Future indicators

Understanding how quickly people are able to access services, the quality of care they receive, and their outcomes is vital to good health care planning and delivery. Data on mental health is collected by a number of national health bodies but consistent and reliable data still lags behind other areas of healthcare.

Being able to review data showing recruitment, retention and morale of the workforce, the funding available to deliver mental health services, and the leadership capability across local areas is essential in understanding why some services are performing well, while others lag behind.

Good information about this exists, but it is not analysed in a co-ordinated way. Mental Health Watch seeks to address some of these issues.

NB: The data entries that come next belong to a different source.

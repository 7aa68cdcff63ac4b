//! # Exports
//!
//! Thin text formatters over takeoff output:
//!
//! - [`to_tsv`]: quantity table for pasting into a spreadsheet
//! - [`members_to_csv`]: one row per member with both endpoints
//! - [`to_staad`]: STAAD-style joint / member block (geometry only)
//! - [`to_ifc`]: not supported
//!
//! Formatters build a `String`; [`write_export`] puts it on disk with a
//! temp-file-and-rename so a failed write never leaves a half file behind.

mod csv;
mod staad;
mod tsv;

pub use csv::members_to_csv;
pub use staad::to_staad;
pub use tsv::to_tsv;

use std::fs::{self, File};
use std::io::Write;
use std::path::Path;

use tracing::info;

use crate::errors::{TakeoffError, TakeoffResult};
use crate::members::MemberRecord;

/// IFC / BIM export. Always fails with `Unsupported`.
pub fn to_ifc(_members: &[MemberRecord]) -> TakeoffResult<String> {
    Err(TakeoffError::unsupported("IFC export"))
}

/// Write export text to `path` atomically.
pub fn write_export(path: &Path, contents: &str) -> TakeoffResult<()> {
    write_export_bytes(path, contents.as_bytes())
}

/// Write binary output (e.g. a PDF report) to `path` atomically.
pub fn write_export_bytes(path: &Path, contents: &[u8]) -> TakeoffResult<()> {
    let mut tmp_name = path.as_os_str().to_owned();
    tmp_name.push(".tmp");
    let tmp_path = Path::new(&tmp_name);

    let mut tmp_file = File::create(tmp_path)
        .map_err(|e| TakeoffError::file_error("create temp file", tmp_path.display().to_string(), e.to_string()))?;
    tmp_file
        .write_all(contents)
        .map_err(|e| TakeoffError::file_error("write temp file", tmp_path.display().to_string(), e.to_string()))?;
    tmp_file
        .sync_all()
        .map_err(|e| TakeoffError::file_error("sync temp file", tmp_path.display().to_string(), e.to_string()))?;

    fs::rename(tmp_path, path).map_err(|e| {
        let _ = fs::remove_file(tmp_path);
        TakeoffError::file_error("rename to final", path.display().to_string(), e.to_string())
    })?;

    info!(path = %path.display(), bytes = contents.len(), "Wrote export");
    Ok(())
}

#[cfg(test)]
mod tests {
    use super::*;
    use std::env::temp_dir;

    #[test]
    fn test_ifc_unsupported() {
        let err = to_ifc(&[]).unwrap_err();
        assert_eq!(err.error_code(), "UNSUPPORTED");
        assert!(!err.is_recoverable());
    }

    #[test]
    fn test_write_export_roundtrip() {
        let path = temp_dir().join(format!("steelgrid_export_{}.tsv", uuid::Uuid::new_v4()));
        write_export(&path, "a\tb\n").unwrap();
        assert_eq!(fs::read_to_string(&path).unwrap(), "a\tb\n");
        let _ = fs::remove_file(&path);
    }

    #[test]
    fn test_write_export_bytes_leaves_no_temp_file() {
        let path = temp_dir().join(format!("steelgrid_report_{}.pdf", uuid::Uuid::new_v4()));
        let bytes = b"%PDF-1.7\n\x00\xff";
        write_export_bytes(&path, bytes).unwrap();
        assert_eq!(fs::read(&path).unwrap(), bytes.to_vec());

        let mut tmp = path.as_os_str().to_owned();
        tmp.push(".tmp");
        assert!(!Path::new(&tmp).exists());
        let _ = fs::remove_file(&path);
    }

    #[test]
    fn test_write_export_bad_dir() {
        let err = write_export(Path::new("/nonexistent/steelgrid/out.tsv"), "x").unwrap_err();
        assert_eq!(err.error_code(), "FILE_ERROR");
    }
}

We want to see NHS Digital make significant progress on their MHSDS and IAPT data quality improvement plan, working alongside other arms-length bodies. 

A key part of this work should include:
  • patient and carer outcomes and experience measures being used and collected across mental health services with the ability to disaggregate these data by protected characteristics, as recommended in the Patient and Carer Race Equality Framework (PCREF)
  • outcomes measures that are collected and recorded in digitally enabled care, remote and online interventions, as well as through face-to-face contact, and
  • an improvement in the coverage and completeness of data submitted by providers.

Alongside this, we recommend that NHS Digital and NHS England/Improvement prioritise the collection and recording of data across the following areas during 2021/22:

1. Referral to treatment waiting times for access to evidence based perinatal mental health services.
2. Proportion of cases (adult and children and young people measured separately) who receive mental health treatment following a referral for mental health support from learning and disability services.
3. Collection and recording of routine outcomes measures for:
a. perinatal mental health care
b. children and young people’s mental health care
c. community mental health care
d. adult crisis and acute mental health care
e. integrated IAPT service
f. adult eating disorder services, and 
g. tailored outreach and engagement for flu/COVID-19 vaccination and physical health checks. 


The College is working with the International Consortium for Health Outcomes Measurement (ICHOM) to develop Standard Sets in Mental Health, eight of which have now been published: 

Our ambition is to retire some of the process-based indicators included on this site with outcome-based indicators once they become available.  

While data relating to the prevalence of mental illness or the mental health care provided by public health, education and social care services is outside the scope of Mental Health Watch, more work is needed to ensure data can be linked across public agencies.